In the entries below, find the line with "let mut app = App::new();" and the line with "use crate::player::Player;"; give again those lines and every line between them, exactly.

─── EXTRACTED ENTRIES ───

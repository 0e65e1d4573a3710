//! Waymark Simulation Core
//!
//! Headless ECS-логика на Bevy 0.16: locomotion state machine одной
//! управляемой entity + camera rig, который за ней следует.
//!
//! Порядок внутри fixed tick (LocomotionSet, chained):
//! 1. Input — snapshot directional input (VirtualPad + источники client)
//! 2. Dispatch — GoToLocation → CommandDispatcher
//! 3. Motion — LocomotionController::tick, Transform
//! 4. Camera — CameraRig::follow
//! 5. Output — FrameOutput (render sink), логи переходов
//!
//! Рендер, сцена, клавиатура и кнопки живут в waymark_client.

use bevy::prelude::*;
use std::time::Duration;

// Публичные модули
pub mod animation;
pub mod camera;
pub mod command;
pub mod input;
pub mod locomotion;
pub mod logger;
pub mod path;
pub mod player;
pub mod waypoints;

// Re-export базовых типов для удобства
pub use animation::RotationAnimator;
pub use camera::{follow_player_with_camera, CameraRig, CameraRigConfig};
pub use command::{process_go_to_commands, CommandDispatcher, CommandError, GoToLocation};
pub use input::{sample_virtual_pad, DirectionalInput, InputSnapshot, LogicalDirection, VirtualPad};
pub use locomotion::{
    CameraPose, FrameOutput, GoToOutcome, LocomotionConfig, LocomotionController, LocomotionEvent,
    LocomotionMode, LocomotionModeKind, PendingTravel, TickReport,
};
pub use logger::{init_logger, log, log_error, log_info, log_warning, set_log_level, LogLevel};
pub use path::{PathError, PathParameterization, SplinePath};
pub use player::{spawn_camera_rig, spawn_player, Player};
pub use waypoints::{WaypointTable, WaypointTableError};

/// Частота fixed tick simulation
pub const FIXED_TICK_HZ: f64 = 60.0;

/// Этапы fixed tick (выполняются строго по порядку)
#[derive(SystemSet, Debug, Clone, Copy, PartialEq, Eq, Hash)]
pub enum LocomotionSet {
    Input,
    Dispatch,
    Motion,
    Camera,
    Output,
}

/// Главный plugin simulation (объединяет все подсистемы)
pub struct SimulationPlugin;

impl Plugin for SimulationPlugin {
    fn build(&self, app: &mut App) {
        app
            // Fixed timestep 60Hz для simulation tick
            .insert_resource(Time::<Fixed>::from_hz(FIXED_TICK_HZ))
            // Resources: config, table, input. init_* не перетирает то, что
            // client вставил до plugin (например загруженную WaypointTable)
            .init_resource::<LocomotionConfig>()
            .init_resource::<WaypointTable>()
            .init_resource::<InputSnapshot>()
            .init_resource::<VirtualPad>()
            .add_event::<GoToLocation>()
            .add_event::<LocomotionEvent>()
            .add_event::<FrameOutput>()
            .configure_sets(
                FixedUpdate,
                (
                    LocomotionSet::Input,
                    LocomotionSet::Dispatch,
                    LocomotionSet::Motion,
                    LocomotionSet::Camera,
                    LocomotionSet::Output,
                )
                    .chain(),
            )
            .add_systems(
                FixedUpdate,
                (
                    sample_virtual_pad.in_set(LocomotionSet::Input),
                    process_go_to_commands.in_set(LocomotionSet::Dispatch),
                    locomotion::tick_locomotion.in_set(LocomotionSet::Motion),
                    follow_player_with_camera.in_set(LocomotionSet::Camera),
                    (locomotion::publish_frame, locomotion::log_locomotion_events)
                        .chain()
                        .in_set(LocomotionSet::Output),
                ),
            );
    }
}

/// Создаёт minimal Bevy App для headless simulation
pub fn create_headless_app() -> App {
    let mut app = App::new();
    init_logger();
    app.add_plugins(MinimalPlugins)
        .insert_resource(Time::<Fixed>::from_hz(FIXED_TICK_HZ));

    app
}

/// Прогоняет ровно один fixed tick (без привязки к wall clock)
///
/// Сдвигает `Time<Fixed>` на его timestep и запускает `FixedUpdate`.
/// Используется headless binary и тестами — результат детерминирован.
pub fn run_fixed_tick(app: &mut App) {
    let timestep = app.world().resource::<Time<Fixed>>().timestep();
    run_fixed_tick_with(app, timestep);
}

/// Как `run_fixed_tick`, но с произвольным dt
pub fn run_fixed_tick_with(app: &mut App, delta: Duration) {
    let world = app.world_mut();
    world.resource_mut::<Time<Fixed>>().advance_by(delta);
    world.run_schedule(FixedUpdate);
}

/// Snapshot компонентов для сравнения детерминизма
pub fn world_snapshot<T: Component>(world: &mut World) -> Vec<u8>
where
    T: std::fmt::Debug,
{
    let mut snapshot = Vec::new();

    let mut query = world.query::<(Entity, &T)>();
    let mut entities: Vec<_> = query.iter(world).collect();

    // Сортируем по Entity ID для детерминизма
    entities.sort_by_key(|(entity, _)| entity.index());

    // Debug-представление достаточно для побайтового сравнения прогонов
    for (entity, component) in entities {
        snapshot.extend_from_slice(&entity.index().to_le_bytes());
        snapshot.extend_from_slice(format!("{:?}", component).as_bytes());
    }

    snapshot
}
//! Locomotion systems (FixedUpdate)

use bevy::prelude::*;

use super::config::LocomotionConfig;
use super::controller::{LocomotionController, LocomotionModeKind};
use super::events::{FrameOutput, LocomotionEvent};
use crate::camera::CameraRig;
use crate::input::InputSnapshot;
use crate::logger;
use crate::player::Player;

/// Система: один tick state machine для player entity
///
/// Пишет Transform (translation + поворот вокруг Y) — его читает render.
pub fn tick_locomotion(
    time: Res<Time<Fixed>>,
    input: Res<InputSnapshot>,
    config: Res<LocomotionConfig>,
    mut players: Query<(&mut LocomotionController, &mut Transform), With<Player>>,
    mut locomotion_events: EventWriter<LocomotionEvent>,
) {
    let delta = time.delta_secs();

    for (mut controller, mut transform) in players.iter_mut() {
        let report = controller.tick(delta, &input, &config);

        transform.translation = controller.position();
        transform.rotation = Quat::from_rotation_y(controller.yaw());

        if let Some(event) = report.event {
            locomotion_events.write(event);
        }
    }
}

/// Система: render sink — pose entity и камеры раз в tick
pub fn publish_frame(
    players: Query<&LocomotionController, With<Player>>,
    rigs: Query<&CameraRig>,
    mut frames: EventWriter<FrameOutput>,
) {
    let Ok(controller) = players.single() else {
        return;
    };

    frames.write(FrameOutput {
        position: controller.position(),
        yaw: controller.yaw(),
        camera: rigs.single().ok().map(CameraRig::pose),
    });
}

/// Система: переходы state machine → Info лог
pub fn log_locomotion_events(mut events: EventReader<LocomotionEvent>) {
    for event in events.read() {
        match event {
            LocomotionEvent::Teleported { position } => {
                logger::log_info(&format!("Teleported to {:?}", position));
            }
            LocomotionEvent::TravelQueued { start, target_yaw } => {
                logger::log_info(&format!(
                    "{} started at {:?}, target yaw {:.1}°",
                    LocomotionModeKind::TurnAnimation.as_str(),
                    start,
                    target_yaw.to_degrees()
                ));
            }
            LocomotionEvent::TurnFinished { yaw, travel_started } => {
                let next = if *travel_started {
                    LocomotionModeKind::PathFollow
                } else {
                    LocomotionModeKind::FreeRoam
                };
                logger::log_info(&format!(
                    "{} finished at {:.1}° → {}",
                    LocomotionModeKind::TurnAnimation.as_str(),
                    yaw.to_degrees(),
                    next.as_str()
                ));
            }
            LocomotionEvent::TravelFinished { position, yaw } => {
                logger::log_info(&format!(
                    "{} finished at {:?}, yaw {:.1}° → {}",
                    LocomotionModeKind::PathFollow.as_str(),
                    position,
                    yaw.to_degrees(),
                    LocomotionModeKind::FreeRoam.as_str()
                ));
            }
        }
    }
}
//! Tests for SplinePath.

#[cfg(test)]
mod tests {
    use super::super::spline::*;
    use bevy::prelude::Vec3;

    fn assert_close(actual: Vec3, expected: Vec3, tolerance: f32) {
        assert!(
            actual.distance(expected) < tolerance,
            "expected {:?}, got {:?}",
            expected,
            actual
        );
    }

    fn zigzag() -> SplinePath {
        SplinePath::new(vec![
            Vec3::new(0.0, 0.5, 0.0),
            Vec3::new(4.0, 0.5, 1.0),
            Vec3::new(6.0, 0.5, -3.0),
            Vec3::new(10.0, 0.5, -2.0),
        ])
        .expect("valid path")
    }

    #[test]
    fn test_rejects_single_point() {
        let err = SplinePath::new(vec![Vec3::ZERO]).unwrap_err();
        assert_eq!(err, PathError::TooFewPoints(1));
    }

    #[test]
    fn test_rejects_non_finite_point() {
        let err = SplinePath::new(vec![Vec3::ZERO, Vec3::new(f32::NAN, 0.0, 0.0)]).unwrap_err();
        assert!(matches!(err, PathError::NonFinitePoint { index: 1, .. }));
    }

    #[test]
    fn test_passes_through_every_control_point() {
        let path = zigzag();
        let points = path.control_points().to_vec();
        let last = (points.len() - 1) as f32;

        for (i, point) in points.iter().enumerate() {
            assert_close(path.position_at(i as f32 / last), *point, 1e-4);
        }
    }

    #[test]
    fn test_endpoints_and_clamping() {
        let path = zigzag();
        assert_close(path.position_at(0.0), path.start(), 1e-5);
        assert_close(path.position_at(1.0), path.end(), 1e-4);
        // За пределами [0,1] — clamp к концам
        assert_close(path.position_at(-0.5), path.start(), 1e-5);
        assert_close(path.position_at(1.5), path.end(), 1e-4);
    }

    #[test]
    fn test_straight_line_tangent() {
        let path = SplinePath::new(vec![Vec3::ZERO, Vec3::new(0.0, 0.0, -10.0)]).unwrap();

        for t in [0.0, 0.25, 0.5, 0.75, 1.0] {
            let tangent = path.tangent_at(t).expect("tangent defined");
            assert_close(tangent, Vec3::NEG_Z, 1e-4);
        }

        // Середина прямой — середина отрезка
        assert_close(path.position_at(0.5), Vec3::new(0.0, 0.0, -5.0), 1e-3);
    }

    #[test]
    fn test_tangent_continuous_across_knots() {
        let path = zigzag();
        let h = 1e-3;

        for knot in [1.0 / 3.0, 2.0 / 3.0] {
            let before = path.tangent_at(knot - h).unwrap();
            let after = path.tangent_at(knot + h).unwrap();
            assert!(
                before.dot(after) > 0.99,
                "tangent jumps at knot {}: {:?} vs {:?}",
                knot,
                before,
                after
            );
        }
    }

    #[test]
    fn test_position_continuous() {
        let path = zigzag();
        let mut previous = path.position_at(0.0);

        for i in 1..=1000 {
            let point = path.position_at(i as f32 / 1000.0);
            assert!(point.distance(previous) < 0.1, "jump at sample {}", i);
            previous = point;
        }
    }

    #[test]
    fn test_coincident_points_yield_no_tangent() {
        let a = Vec3::new(1.0, 0.5, 1.0);
        let b = Vec3::new(5.0, 0.5, 1.0);
        let path = SplinePath::new(vec![a, a, b]).unwrap();

        assert!(path.tangent_at(0.0).is_none());
        // Второй сегмент нормальный
        assert!(path.tangent_at(0.75).is_some());
    }

    #[test]
    fn test_prepends_current_position() {
        let current = Vec3::new(0.0, 0.5, 0.0);
        let waypoints = [Vec3::new(5.0, 0.5, 0.0), Vec3::new(8.0, 0.5, 3.0)];

        let path = SplinePath::from_current_position(current, &waypoints).unwrap();
        assert_eq!(path.control_points().len(), 3);
        assert_eq!(path.start(), current);
    }

    #[test]
    fn test_skips_prepend_when_already_at_first_waypoint() {
        let waypoints = [Vec3::new(5.0, 0.5, 0.0), Vec3::new(8.0, 0.5, 3.0)];
        let current = waypoints[0] + Vec3::splat(POINT_EPSILON * 0.5);

        let path = SplinePath::from_current_position(current, &waypoints).unwrap();
        assert_eq!(path.control_points(), &waypoints);
    }

    #[test]
    fn test_length_of_straight_line() {
        let path = SplinePath::new(vec![Vec3::ZERO, Vec3::new(3.0, 0.0, 4.0)]).unwrap();
        assert!((path.length() - 5.0).abs() < 1e-3, "length = {}", path.length());
    }

    #[test]
    fn test_arc_length_parameterization_is_uniform() {
        // Короткий сегмент + длинный: segment-параметризация тратит половину t
        // на короткий, arc length — пропорционально длине
        let path = SplinePath::new(vec![
            Vec3::ZERO,
            Vec3::new(1.0, 0.0, 0.0),
            Vec3::new(10.0, 0.0, 0.0),
        ])
        .unwrap();

        let by_segment = path.sample(0.5, PathParameterization::Segment).position;
        let by_arc = path.sample(0.5, PathParameterization::ArcLength).position;

        assert!((by_segment.x - 1.0).abs() < 1e-3);
        assert!((by_arc.x - 5.0).abs() < 0.1, "arc midpoint = {:?}", by_arc);

        let end = path.sample(1.0, PathParameterization::ArcLength).position;
        assert_close(end, path.end(), 1e-3);
    }

    #[test]
    fn test_points_coincide_epsilon() {
        let a = Vec3::new(1.0, 2.0, 3.0);
        assert!(points_coincide(a, a));
        assert!(points_coincide(a, a + Vec3::new(5e-7, -5e-7, 0.0)));
        assert!(!points_coincide(a, a + Vec3::new(0.0, 0.0, 1e-3)));
    }
}
use bevy::input::mouse::{MouseMotion, MouseWheel};
use bevy::prelude::*;
use waymark_simulation::{CameraRig, LocomotionController, LocomotionModeKind, Player};

pub struct CameraPlugin;

impl Plugin for CameraPlugin {
    fn build(&self, app: &mut App) {
        app.add_systems(
            Update,
            (
                sync_orbit_from_rig,
                orbit_camera_controls,
                apply_orbit_to_rig,
                update_camera_transform,
            )
                .chain(),
        );
    }
}

/// Free-look вокруг look-target CameraRig
///
/// Параметры пересчитываются из offset rig каждый кадр, поэтому orbit
/// продолжает с того места, куда rig довёз камеру.
#[derive(Component)]
pub struct OrbitCamera {
    pub distance: f32,
    pub yaw: f32,   // Horizontal rotation (radians)
    pub pitch: f32, // Vertical rotation (radians)
    pub sensitivity: f32,
    pub zoom_speed: f32,
    /// Пользователь повернул/зазумил в этом кадре
    moved: bool,
}

impl Default for OrbitCamera {
    fn default() -> Self {
        Self {
            distance: 15.0,
            yaw: std::f32::consts::FRAC_PI_4,   // 45°
            pitch: std::f32::consts::FRAC_PI_6, // 30°
            sensitivity: 0.005,
            zoom_speed: 1.0,
            moved: false,
        }
    }
}

impl OrbitCamera {
    /// Offset камеры от focus по сферическим координатам
    pub fn offset(&self) -> Vec3 {
        let x = self.distance * self.pitch.cos() * self.yaw.sin();
        let y = self.distance * self.pitch.sin();
        let z = self.distance * self.pitch.cos() * self.yaw.cos();
        Vec3::new(x, y, z)
    }

    /// Обратное к `offset`
    pub fn set_from_offset(&mut self, offset: Vec3) {
        let distance = offset.length();
        if distance < f32::EPSILON {
            return;
        }
        self.distance = distance;
        self.pitch = (offset.y / distance).clamp(-1.0, 1.0).asin();
        self.yaw = offset.x.atan2(offset.z);
    }
}

fn sync_orbit_from_rig(mut query: Query<(&mut OrbitCamera, &CameraRig)>) {
    for (mut orbit, rig) in query.iter_mut() {
        orbit.set_from_offset(rig.offset());
        orbit.moved = false;
    }
}

/// Handle mouse input for orbit camera
fn orbit_camera_controls(
    mut query: Query<&mut OrbitCamera>,
    mouse_buttons: Res<ButtonInput<MouseButton>>,
    mut mouse_motion: EventReader<MouseMotion>,
    mut mouse_wheel: EventReader<MouseWheel>,
) {
    let Ok(mut camera) = query.single_mut() else {
        return;
    };

    // Right mouse button: orbit
    if mouse_buttons.pressed(MouseButton::Right) {
        for motion in mouse_motion.read() {
            camera.yaw -= motion.delta.x * camera.sensitivity;
            camera.pitch -= motion.delta.y * camera.sensitivity;

            // Clamp pitch to avoid gimbal lock
            camera.pitch = camera.pitch.clamp(
                -std::f32::consts::FRAC_PI_2 + 0.1,
                std::f32::consts::FRAC_PI_2 - 0.1,
            );
            camera.moved = true;
        }
    } else {
        // Consume motion events even when not orbiting
        mouse_motion.clear();
    }

    // Mouse wheel: zoom
    for wheel in mouse_wheel.read() {
        camera.distance -= wheel.y * camera.zoom_speed;
        camera.distance = camera.distance.clamp(3.0, 50.0);
        camera.moved = true;
    }
}

/// Orbit → позиция rig (кроме PathFollow: там chase-камера с фиксированным offset)
fn apply_orbit_to_rig(
    players: Query<&LocomotionController, With<Player>>,
    mut query: Query<(&OrbitCamera, &mut CameraRig)>,
) {
    let following_path = players
        .single()
        .is_ok_and(|controller| controller.mode_kind() == LocomotionModeKind::PathFollow);
    if following_path {
        return;
    }

    for (orbit, mut rig) in query.iter_mut() {
        if orbit.moved {
            let position = rig.look_target() + orbit.offset();
            rig.set_position(position);
        }
    }
}

/// Update camera transform from the rig pose
fn update_camera_transform(mut query: Query<(&CameraRig, &mut Transform), Changed<CameraRig>>) {
    for (rig, mut transform) in query.iter_mut() {
        *transform = Transform::from_translation(rig.position()).looking_at(rig.look_target(), Vec3::Y);
    }
}

#[cfg(test)]
mod tests {
    use super::*;

    #[test]
    fn test_offset_round_trip_keeps_position() {
        let mut orbit = OrbitCamera::default();
        let offset = Vec3::new(5.0, 9.5, 15.0);

        orbit.set_from_offset(offset);
        assert!((orbit.offset() - offset).length() < 1e-4);
    }

    #[test]
    fn test_zero_offset_is_ignored() {
        let mut orbit = OrbitCamera::default();
        orbit.set_from_offset(Vec3::ZERO);
        assert_eq!(orbit.distance, 15.0);
    }
}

───

**OUTPUT FOR THIS TASK:**
    let mut app = App::new();
    init_logger();
    app.add_plugins(MinimalPlugins)
        .insert_resource(Time::<Fixed>::from_hz(FIXED_TICK_HZ));

    app
}

/// Прогоняет ровно один fixed tick (без привязки к wall clock)
///
/// Сдвигает `Time<Fixed>` на его timestep и запускает `FixedUpdate`.
/// Используется headless binary и тестами — результат детерминирован.
pub fn run_fixed_tick(app: &mut App) {
    let timestep = app.world().resource::<Time<Fixed>>().timestep();
    run_fixed_tick_with(app, timestep);
}

/// Как `run_fixed_tick`, но с произвольным dt
pub fn run_fixed_tick_with(app: &mut App, delta: Duration) {
    let world = app.world_mut();
    world.resource_mut::<Time<Fixed>>().advance_by(delta);
    world.run_schedule(FixedUpdate);
}

/// Snapshot компонентов для сравнения детерминизма
pub fn world_snapshot<T: Component>(world: &mut World) -> Vec<u8>
where
    T: std::fmt::Debug,
{
    let mut snapshot = Vec::new();

    let mut query = world.query::<(Entity, &T)>();
    let mut entities: Vec<_> = query.iter(world).collect();

    // Сортируем по Entity ID для детерминизма
    entities.sort_by_key(|(entity, _)| entity.index());

    // Debug-представление достаточно для побайтового сравнения прогонов
    for (entity, component) in entities {
        snapshot.extend_from_slice(&entity.index().to_le_bytes());
        snapshot.extend_from_slice(format!("{:?}", component).as_bytes());
    }

    snapshot
}
//! Locomotion systems (FixedUpdate)

use bevy::prelude::*;

use super::config::LocomotionConfig;
use super::controller::{LocomotionController, LocomotionModeKind};
use super::events::{FrameOutput, LocomotionEvent};
use crate::camera::CameraRig;
use crate::input::InputSnapshot;
use crate::logger;
use crate::player::Player;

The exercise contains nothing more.